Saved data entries

impl NodeRegistry {
    /// Create an empty registry
    pub fn new() -> Self {
        Self::default()
    }

    /// Registry pre-loaded with the standard source, generation and sink kinds.
    /// Generation kinds still need a collaborator bound before they can run.
    pub fn with_builtin_kinds() -> Self {
        let mut registry = Self::new();
        for spec in builtin::kinds() {
            registry.register(spec);
        }
        registry
    }

    /// Register (or replace) a kind
    pub fn register(&mut self, spec: KindSpec) -> &mut Self {
        self.kinds.insert(spec.name.clone(), spec);
        self
    }

    /// Bind a collaborator to one generation kind
    pub fn bind(&mut self, kind: impl Into<String>, collaborator: Arc<dyn Collaborator>) -> &mut Self {
        self.collaborators.insert(kind.into(), collaborator);
        self
    }

    /// Bind one collaborator to every registered generation kind
    pub fn bind_generators(&mut self, collaborator: Arc<dyn Collaborator>) -> &mut Self {
        let names: Vec<String> = self
            .kinds
            .values()
            .filter(|spec| spec.role == KindRole::Generation)
            .map(|spec| spec.name.clone())
            .collect();
        for name in names {
            self.collaborators.insert(name, Arc::clone(&collaborator));
        }
        self
    }

    pub fn spec(&self, kind: &str) -> Option<&KindSpec> {
        self.kinds.get(kind)
    }

    /// Registered kind names, sorted
    pub fn kind_names(&self) -> Vec<&str> {
        let mut names: Vec<&str> = self.kinds.keys().map(String::as_str).collect();
        names.sort_unstable();
        names
    }

    /// Resolve the handler for a kind. `None` if the kind is unknown, or is a
    /// generation kind with no collaborator bound.
    pub fn handler(&self, kind: &str) -> Option<Handler<'_>> {
        let spec = self.kinds.get(kind)?;
        match spec.role {
            KindRole::Source => {
                let parameter = spec.source_parameter.as_deref()?;
                let port = spec.outputs.first()?;
                Some(Handler::Source { parameter, port })
            }
            KindRole::Generation => self
                .collaborators
                .get(kind)
                .map(|c| Handler::Generation(Arc::clone(c))),
            KindRole::Sink => Some(Handler::Sink),
        }
    }

    /// Pre-run checks of a structurally valid graph against the kind schemas.
    ///
    /// In order: every node has a handler (`UnknownKind`), every edge uses
    /// declared ports (`GraphValidation`), every required port or any-of group
    /// is supplied by an edge, a parameter or a default (`MissingInput`).
    pub fn check_graph(&self, graph: &Graph) -> Result<(), EngineError> {
        for node in &graph.nodes {
            if self.handler(&node.kind).is_none() {
                return Err(EngineError::UnknownKind {
                    node_id: node.id.clone(),
                    kind: node.kind.clone(),
                });
            }
        }

        let mut errors = Vec::new();
        for edge in &graph.edges {
            let location = format!("edges.{}", edge.id);

            if let Some(source) = graph.node(&edge.source).and_then(|n| self.spec(&n.kind)) {
                if source.emits_any_output() {
                    let fed = graph
                        .incoming(&edge.source)
                        .any(|e| e.target_port == edge.source_port);
                    if !fed {
                        errors.push(ValidationError::new(
                            ValidationErrorKind::UnknownPort,
                            &location,
                            format!(
                                "sink '{}' receives nothing on '{}'",
                                edge.source, edge.source_port
                            ),
                        ));
                    }
                } else if source.output_port(&edge.source_port).is_none() {
                    errors.push(ValidationError::new(
                        ValidationErrorKind::UnknownPort,
                        &location,
                        format!("kind '{}' has no output '{}'", source.name, edge.source_port),
                    ));
                }
            }
            if let Some(target) = graph.node(&edge.target).and_then(|n| self.spec(&n.kind)) {
                if !target.accepts_any_input() && target.input_port(&edge.target_port).is_none() {
                    errors.push(ValidationError::new(
                        ValidationErrorKind::UnknownPort,
                        &location,
                        format!("kind '{}' has no input '{}'", target.name, edge.target_port),
                    ));
                }
            }
        }
        if !errors.is_empty() {
            return Err(EngineError::GraphValidation(errors));
        }

        for node in &graph.nodes {
            let Some(spec) = self.spec(&node.kind) else {
                continue;
            };
            let connected: HashSet<&str> = graph
                .incoming(&node.id)
                .map(|e| e.target_port.as_str())
                .collect();
            let supplied = |name: &str| {
                connected.contains(name)
                    || node.parameters.contains_key(name)
                    || spec
                        .input_port(name)
                        .map(|p| p.default.is_some())
                        .unwrap_or(false)
            };

            if let Some(port) = spec
                .inputs
                .iter()
                .find(|p| p.required && !supplied(&p.name))
            {
                return Err(EngineError::MissingInput {
                    node_id: node.id.clone(),
                    port: port.name.clone(),
                });
            }
            if let Some(group) = spec
                .any_of
                .iter()
                .find(|group| !group.iter().any(|p| supplied(p)))
            {
                return Err(EngineError::MissingInput {
                    node_id: node.id.clone(),
                    port: group.join("|"),
                });
            }
        }

        Ok(())
    }
}

#[cfg(test)]
mod tests {
    use super::*;
    use crate::collaborator::DryRunCollaborator;
    use crate::core::{Edge, Node};
    use serde_json::json;

    fn registry() -> NodeRegistry {
        let mut registry = NodeRegistry::with_builtin_kinds();
        registry.bind_generators(Arc::new(DryRunCollaborator));
        registry
    }

    #[test]
    fn test_builtin_kinds() {
        let registry = NodeRegistry::with_builtin_kinds();
        for kind in ["prompt", "image", "video", "audio", "text_to_image", "lipsync", "preview"] {
            assert!(registry.spec(kind).is_some(), "missing kind {}", kind);
        }
        assert!(matches!(registry.handler("prompt"), Some(Handler::Source { parameter: "text", .. })));
        assert!(matches!(registry.handler("preview"), Some(Handler::Sink)));
        // Unbound generation kinds have no handler
        assert!(registry.handler("text_to_image").is_none());
    }

    #[test]
    fn test_bind_single_kind() {
        let mut registry = NodeRegistry::with_builtin_kinds();
        registry.bind("upscale", Arc::new(DryRunCollaborator));
        assert!(matches!(registry.handler("upscale"), Some(Handler::Generation(_))));
        assert!(registry.handler("inpaint").is_none());
    }

    #[test]
    fn test_unknown_kind() {
        let graph = Graph::new(vec![Node::new("x", "hologram")], vec![]);
        let err = registry().check_graph(&graph).unwrap_err();
        assert_eq!(
            err,
            EngineError::UnknownKind {
                node_id: "x".to_string(),
                kind: "hologram".to_string()
            }
        );
    }

    #[test]
    fn test_lipsync_needs_image_or_video() {
        let graph = Graph::new(
            vec![
                Node::new("voice", "audio").with_param("url", json!("voice.wav")),
                Node::new("sync", "lipsync"),
            ],
            vec![Edge::new("e1", "voice", "audio", "sync", "audio")],
        );
        let err = registry().check_graph(&graph).unwrap_err();
        assert_eq!(
            err,
            EngineError::MissingInput {
                node_id: "sync".to_string(),
                port: "image|video".to_string()
            }
        );
    }

    #[test]
    fn test_lipsync_with_video_passes() {
        let graph = Graph::new(
            vec![
                Node::new("voice", "audio").with_param("url", json!("voice.wav")),
                Node::new("clip", "video").with_param("url", json!("clip.mp4")),
                Node::new("sync", "lipsync"),
            ],
            vec![
                Edge::new("e1", "voice", "audio", "sync", "audio"),
                Edge::new("e2", "clip", "video", "sync", "video"),
            ],
        );
        assert!(registry().check_graph(&graph).is_ok());
    }

    #[test]
    fn test_required_port_supplied_by_parameter() {
        let graph = Graph::new(
            vec![Node::new("t2i", "text_to_image").with_param("prompt", json!("a fox"))],
            vec![],
        );
        assert!(registry().check_graph(&graph).is_ok());

        let graph = Graph::new(vec![Node::new("t2i", "text_to_image")], vec![]);
        assert!(matches!(
            registry().check_graph(&graph),
            Err(EngineError::MissingInput { ref port, .. }) if port == "prompt"
        ));
    }

    #[test]
    fn test_undeclared_ports() {
        let graph = Graph::new(
            vec![
                Node::new("p", "prompt").with_param("text", json!("hi")),
                Node::new("t2i", "text_to_image"),
                Node::new("out", "preview"),
            ],
            vec![
                Edge::new("e1", "p", "words", "t2i", "prompt"),
                Edge::new("e2", "t2i", "image", "out", "anything"),
                Edge::new("e3", "out", "anything", "t2i", "colour"),
            ],
        );
        let Err(EngineError::GraphValidation(errors)) = registry().check_graph(&graph) else {
            panic!("expected port errors");
        };
        let locations: Vec<&str> = errors.iter().map(|e| e.location.as_str()).collect();
        assert_eq!(locations, vec!["edges.e1", "edges.e3"]);
        assert!(errors
            .iter()
            .all(|e| e.kind == ValidationErrorKind::UnknownPort));
    }

    #[test]
    fn test_sink_output_must_be_fed() {
        let graph = Graph::new(
            vec![
                Node::new("p", "prompt").with_param("text", json!("hi")),
                Node::new("t2i", "text_to_image"),
                Node::new("collect", "preview"),
                Node::new("up", "upscale"),
            ],
            vec![
                Edge::new("e1", "p", "text", "t2i", "prompt"),
                Edge::new("e2", "t2i", "image", "collect", "still"),
                Edge::new("e3", "collect", "image", "up", "image"),
            ],
        );
        let Err(EngineError::GraphValidation(errors)) = registry().check_graph(&graph) else {
            panic!("expected port errors");
        };
        assert_eq!(errors.len(), 1);
        assert_eq!(errors[0].kind, ValidationErrorKind::UnknownPort);
        assert_eq!(errors[0].location, "edges.e3");
        assert!(errors[0].message.contains("'image'"));

        // Reading the port that is actually fed is fine
        let mut graph = graph;
        graph.edges[2].source_port = "still".to_string();
        assert!(registry().check_graph(&graph).is_ok());
    }
}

> PROBLEM DESCRIPTION:
Find the string "Option" in the entries above. Copy each line where it occurs.

> EXPECTED OUTPUT:
    pub fn spec(&self, kind: &str) -> Option<&KindSpec> {
    pub fn handler(&self, kind: &str) -> Option<Handler<'_>> {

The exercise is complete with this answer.